On May 31, 2013, we reiterated our long-term recommendation on Ventas Inc. (VTR - Analyst Report) at Neutral. Our stance was based on the company’s successful execution of strategic initiatives. However, Ventas’ reliance on a few tenants for revenue generation, exposes it to concentration risks and this remains a plausible concern.
Ventas once again posted impressive results for first-quarter 2013. Its normalized FFO (funds from operations) reached $1.03 per share in the reported quarter, 4.0% ahead of the Zacks Consensus Estimate of $0.99 and 13% above the year-ago figure of $0.91. The results benefited from strategic investments in 2012, decent senior housing communities’ performance and increased rent from its triple-net lease and medical office buildings portfolios. However, a rise in expenses, debts, asset sales and loan repayments acted as dampeners.
Notably, Ventas has one of the largest and most diversified portfolios in the healthcare sector with exposure to all types of facilities.
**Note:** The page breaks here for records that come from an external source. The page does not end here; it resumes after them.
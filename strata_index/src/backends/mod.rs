// Copyright 2026 the Strata Authors
// SPDX-License-Identifier: Apache-2.0 OR MIT

//! Backend implementations for the four spatial strategies.
//!
//! - `naive`: one flat buffer; queries return everything.
//! - `grid`: uniform grid over a fixed world, bounded cells.
//! - `spatial_hash`: unbounded lattice hashed onto a fixed bucket table.
//! - `quadtree`: depth-limited region quadtree over a reusable node arena.
//!
//! Grid, spatial hash and quadtree store a box once per cell, bucket, or
//! quadrant it touches and never deduplicate, so query results are broad-phase
//! candidates. Each has a fixed per-container capacity and reports overflow as
//! an [`IndexError`](crate::IndexError) instead of dropping boxes.

pub mod grid;
pub mod naive;
pub mod quadtree;
pub mod spatial_hash;

pub use grid::{Grid, GridConfig};
pub use naive::{Naive, NaiveConfig};
pub use quadtree::{Quadtree, QuadtreeConfig};
pub use spatial_hash::{SpatialHash, SpatialHashConfig};
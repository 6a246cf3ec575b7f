// Copyright 2026 the Strata Authors
// SPDX-License-Identifier: Apache-2.0 OR MIT

//! Closed set of strategies behind one value type.

use strata_collections::Sequence;

use crate::backend::{DebugCanvas, SpatialIndex};
use crate::backends::{
    Grid, GridConfig, Naive, NaiveConfig, Quadtree, QuadtreeConfig, SpatialHash,
    SpatialHashConfig,
};
use crate::error::IndexResult;
use crate::types::Aabb;

/// Construction parameters for one [`Strategy`].
#[derive(Copy, Clone, Debug, PartialEq)]
pub enum StrategyConfig {
    /// Build a [`Naive`] index.
    Naive(NaiveConfig),
    /// Build a [`Grid`] index.
    Grid(GridConfig),
    /// Build a [`SpatialHash`] index.
    SpatialHash(SpatialHashConfig),
    /// Build a [`Quadtree`] index.
    Quadtree(QuadtreeConfig),
}

impl StrategyConfig {
    /// Short identifier of the strategy this builds.
    pub fn name(&self) -> &'static str {
        match self {
            Self::Naive(_) => "naive",
            Self::Grid(_) => "grid",
            Self::SpatialHash(_) => "spatial_hash",
            Self::Quadtree(_) => "quadtree",
        }
    }
}

impl From<NaiveConfig> for StrategyConfig {
    fn from(config: NaiveConfig) -> Self {
        Self::Naive(config)
    }
}

impl From<GridConfig> for StrategyConfig {
    fn from(config: GridConfig) -> Self {
        Self::Grid(config)
    }
}

impl From<SpatialHashConfig> for StrategyConfig {
    fn from(config: SpatialHashConfig) -> Self {
        Self::SpatialHash(config)
    }
}

impl From<QuadtreeConfig> for StrategyConfig {
    fn from(config: QuadtreeConfig) -> Self {
        Self::Quadtree(config)
    }
}

/// Any one of the four spatial indexes.
///
/// Callers drive it through [`SpatialIndex`] without knowing which variant
/// they hold.
#[derive(Debug)]
pub enum Strategy {
    /// Linear scan.
    Naive(Naive),
    /// Uniform grid.
    Grid(Grid),
    /// Spatial hash.
    SpatialHash(SpatialHash),
    /// Quadtree.
    Quadtree(Quadtree),
}

impl Strategy {
    /// Build the index described by `config`.
    pub fn new(config: impl Into<StrategyConfig>) -> IndexResult<Self> {
        Ok(match config.into() {
            StrategyConfig::Naive(c) => Self::Naive(Naive::new(c)),
            StrategyConfig::Grid(c) => Self::Grid(Grid::new(c)?),
            StrategyConfig::SpatialHash(c) => Self::SpatialHash(SpatialHash::new(c)?),
            StrategyConfig::Quadtree(c) => Self::Quadtree(Quadtree::new(c)?),
        })
    }

    /// Short identifier: `naive`, `grid`, `spatial_hash` or `quadtree`.
    pub fn name(&self) -> &'static str {
        match self {
            Self::Naive(_) => "naive",
            Self::Grid(_) => "grid",
            Self::SpatialHash(_) => "spatial_hash",
            Self::Quadtree(_) => "quadtree",
        }
    }

    fn as_index(&self) -> &dyn SpatialIndex {
        match self {
            Self::Naive(i) => i,
            Self::Grid(i) => i,
            Self::SpatialHash(i) => i,
            Self::Quadtree(i) => i,
        }
    }

    fn as_index_mut(&mut self) -> &mut dyn SpatialIndex {
        match self {
            Self::Naive(i) => i,
            Self::Grid(i) => i,
            Self::SpatialHash(i) => i,
            Self::Quadtree(i) => i,
        }
    }
}

impl SpatialIndex for Strategy {
    fn insert(&mut self, aabb: Aabb) -> IndexResult<()> {
        self.as_index_mut().insert(aabb)
    }

    fn query_into(&self, area: Aabb, out: &mut Sequence<Aabb>) {
        self.as_index().query_into(area, out);
    }

    fn clear(&mut self) {
        self.as_index_mut().clear();
    }

    fn debug_draw(&self, canvas: &mut dyn DebugCanvas) {
        self.as_index().debug_draw(canvas);
    }
}

#[cfg(test)]
mod tests {
    use super::*;
    use crate::IndexError;

    fn all() -> [StrategyConfig; 4] {
        [
            NaiveConfig.into(),
            GridConfig::default().into(),
            SpatialHashConfig::default().into(),
            QuadtreeConfig::default().into(),
        ]
    }

    #[test]
    fn names_match_configs() {
        for config in all() {
            let s = Strategy::new(config).unwrap();
            assert_eq!(s.name(), config.name());
        }
    }

    #[test]
    fn every_strategy_finds_what_it_stored() {
        let boxes = [
            Aabb::new(10.0, 10.0, 8.0, 8.0),
            Aabb::new(395.0, 295.0, 10.0, 10.0),
            Aabb::new(700.0, 20.0, 60.0, 5.0),
        ];
        for config in all() {
            let mut s = Strategy::new(config).unwrap();
            for b in boxes {
                s.insert(b).unwrap();
            }
            for b in boxes {
                let hits = s.query(b.inflate(1.0, 1.0));
                assert!(hits.contains(&b), "{} lost {b:?}", s.name());
            }
            s.clear();
            assert!(
                s.query(Aabb::new(0.0, 0.0, 800.0, 600.0)).is_empty(),
                "{} not empty after clear",
                s.name()
            );
        }
    }

    #[test]
    fn invalid_config_surfaces_from_new() {
        let err = Strategy::new(GridConfig {
            rows: 0,
            ..GridConfig::default()
        })
        .unwrap_err();
        assert!(matches!(err, IndexError::InvalidConfig { strategy: "grid", .. }));
    }
}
The product diversity of the company allows it to capitalize on opportunities in different markets based on individual market dynamics.Consequently, Ventas has achieved normalized FFO/share compound annual growth rate (CAGR) of 15% since 2010.
However, as a large portion of the company’s revenues originates from a few tenants, it is vulnerable to concentration risks. In 2012, the company generated 49.6% of its total revenue from senior living operation, 10.5% from Kindred, and 6.4% from Brookdale Senior Living.
Following the release of first-quarter 2013 results, over the last 30 days, the Zacks Consensus Estimate for 2013 moved north by 0.2% to $4.10 per share. However, for 2014, it remained stable at $4.30 per share. The stock now carries a Zacks Rank #3 (Hold).
Other Stocks to Consider
Better performing REITs include Sunstone Hotel Investors, Inc. (SHO - Snapshot Report) , Diamondrock Hospitality Co. (DRH - Snapshot Report) and Extra Space Storage Inc. (EXR - Snapshot Report) . While Sunstone has a Zacks Rank #1 (Strong Buy), the last two stocks carry a Zacks Rank #2 (Buy).
Note: FFO, a widely accepted and reported measure of the performance of REITs is derived by adding depreciation, amortization and other non-cash expenses to net income.